Later confirmed by experiments, the universal scaling developed by the two scientists is applicable in the case of numerous other measurable physical quantities ranging from high energy physics through cold atom systems to rigid body physics systems. Balázs Dóra and his research partners changed some aspects of the assumption and analysed the structure interacting with its environment in a new area, the non-Hermitian quantum systems. ”In non-Hermitian systems, phase transition is indicated by the appearance of an exceptional point (junction, intersection of the ground state and higher energy levels). Traversing this point at a finite rate leads to a smaller number of defects than in Hermitian structures. This reduction is explained by the fact that in the non-Hermitian environment the defect state can decay back to the ground state close to the exceptional point, decreasing their number,” said Balázs Dóra in describing his conclusions, which play an important role in planning adiabatic (coalescence of extremely slow time evolution and higher energy systems) quantum computations on non-Hermitian architectures (e.g. design of photonic systems).
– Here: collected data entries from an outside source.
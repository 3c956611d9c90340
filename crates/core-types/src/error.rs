use thiserror::Error;

#[derive(Error, Debug, PartialEq)]
pub enum CoreError {
    #[error("Invalid input for {0}: {1}")]
    InvalidInput(String, String),
}

impl CoreError {
    pub(crate) fn invalid(field: &str, reason: impl Into<String>) -> Self {
        CoreError::InvalidInput(field.to_string(), reason.into())
    }
}
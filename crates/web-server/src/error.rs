use axum::{
    extract::rejection::{JsonRejection, PathRejection, QueryRejection},
    http::StatusCode,
    response::{IntoResponse, Response},
    Json,
};
use core_types::CoreError;
use database::DbError;
use serde_json::json;
use thiserror::Error;
use tracing;

#[derive(Error, Debug)]
pub enum AppError {
    #[error("Database error: {0}")]
    Database(#[from] DbError),
    #[error("Validation error: {0}")]
    Validation(#[from] CoreError),
    #[error("Malformed request body: {0}")]
    Body(#[from] JsonRejection),
    #[error("Malformed path: {0}")]
    Path(#[from] PathRejection),
    #[error("Malformed query: {0}")]
    Query(#[from] QueryRejection),
}

/// Converts our custom `AppError` into an HTTP response.
///
/// Client input problems map to 400, unknown installations to 404, and any
/// other store failure to a generic 500.
impl IntoResponse for AppError {
    fn into_response(self) -> Response {
        let (status, error_message) = match self {
            AppError::Database(DbError::NotFound(id)) => {
                tracing::debug!(installation_id = id, "Installation not found.");
                (StatusCode::NOT_FOUND, format!("Installation {} not found", id))
            }
            AppError::Database(db_err) => {
                tracing::error!(error = ?db_err, "Database error.");
                (
                    StatusCode::INTERNAL_SERVER_ERROR,
                    "An internal database error occurred".to_string(),
                )
            }
            AppError::Validation(err) => (StatusCode::BAD_REQUEST, err.to_string()),
            AppError::Body(rejection) => (StatusCode::BAD_REQUEST, rejection.body_text()),
            AppError::Path(rejection) => (StatusCode::BAD_REQUEST, rejection.body_text()),
            AppError::Query(rejection) => (StatusCode::BAD_REQUEST, rejection.body_text()),
        };

        let body = Json(json!({ "error": error_message }));
        (status, body).into_response()
    }
}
The idea may also have benefits for quantum computers: ”at finite rate, the computer works with slow operations that allow the transfer of the ground system into the appropriate final structure whose ground state already contains the solutions of the operations.” The Kibble-Zurek scaling helps to determine the number of potential defects and allows for the elimination and reduction of deviations leading to performance improvement in quantum computers.

Remembering the foundation of his research group, Balázs Dóra said that originally he was not planning to examine non-Hermitian systems, which have only been studied more intensely in the science of physics in the last few years. ”As a theoretical researcher, I am inspired by not only the possibility to discover new phenomena but also by the fact that most of my work does not significantly depend on financial resources and technical infrastructure so the answers to any problems arising are only limited by the scientist's competence and imagination. The other thing that stimulates me to create new theories is that our conclusions may be the foundation of various discoveries in a wide range of other scientific fields,” the professor said in describing his motivations. He is planning to continue studying the dynamics of the non-Hermitian systems while focusing on the area of quantum dynamics and interacting quantum systems in his Lendület Research Group (results achieved in this field were recently published in two science papers in Physical Review Letters – Statistics and Dynamics of the Center-of-Mass Coordinate in a Quantum Liquid Balázs Dóra, Balázs Hetényi, Cătălin Paşcu Moca Phys. Rev. Lett. 121, 056803 (2018)) and Detecting Equilibrium and Dynamical Quantum Phase Transitions in Ising Chains via Out-of-Time-Ordered Correlators Markus Heyl, Frank Pollmann, and Balázs Dóra Phys. Rev. Lett. 121, 016801 (2018)).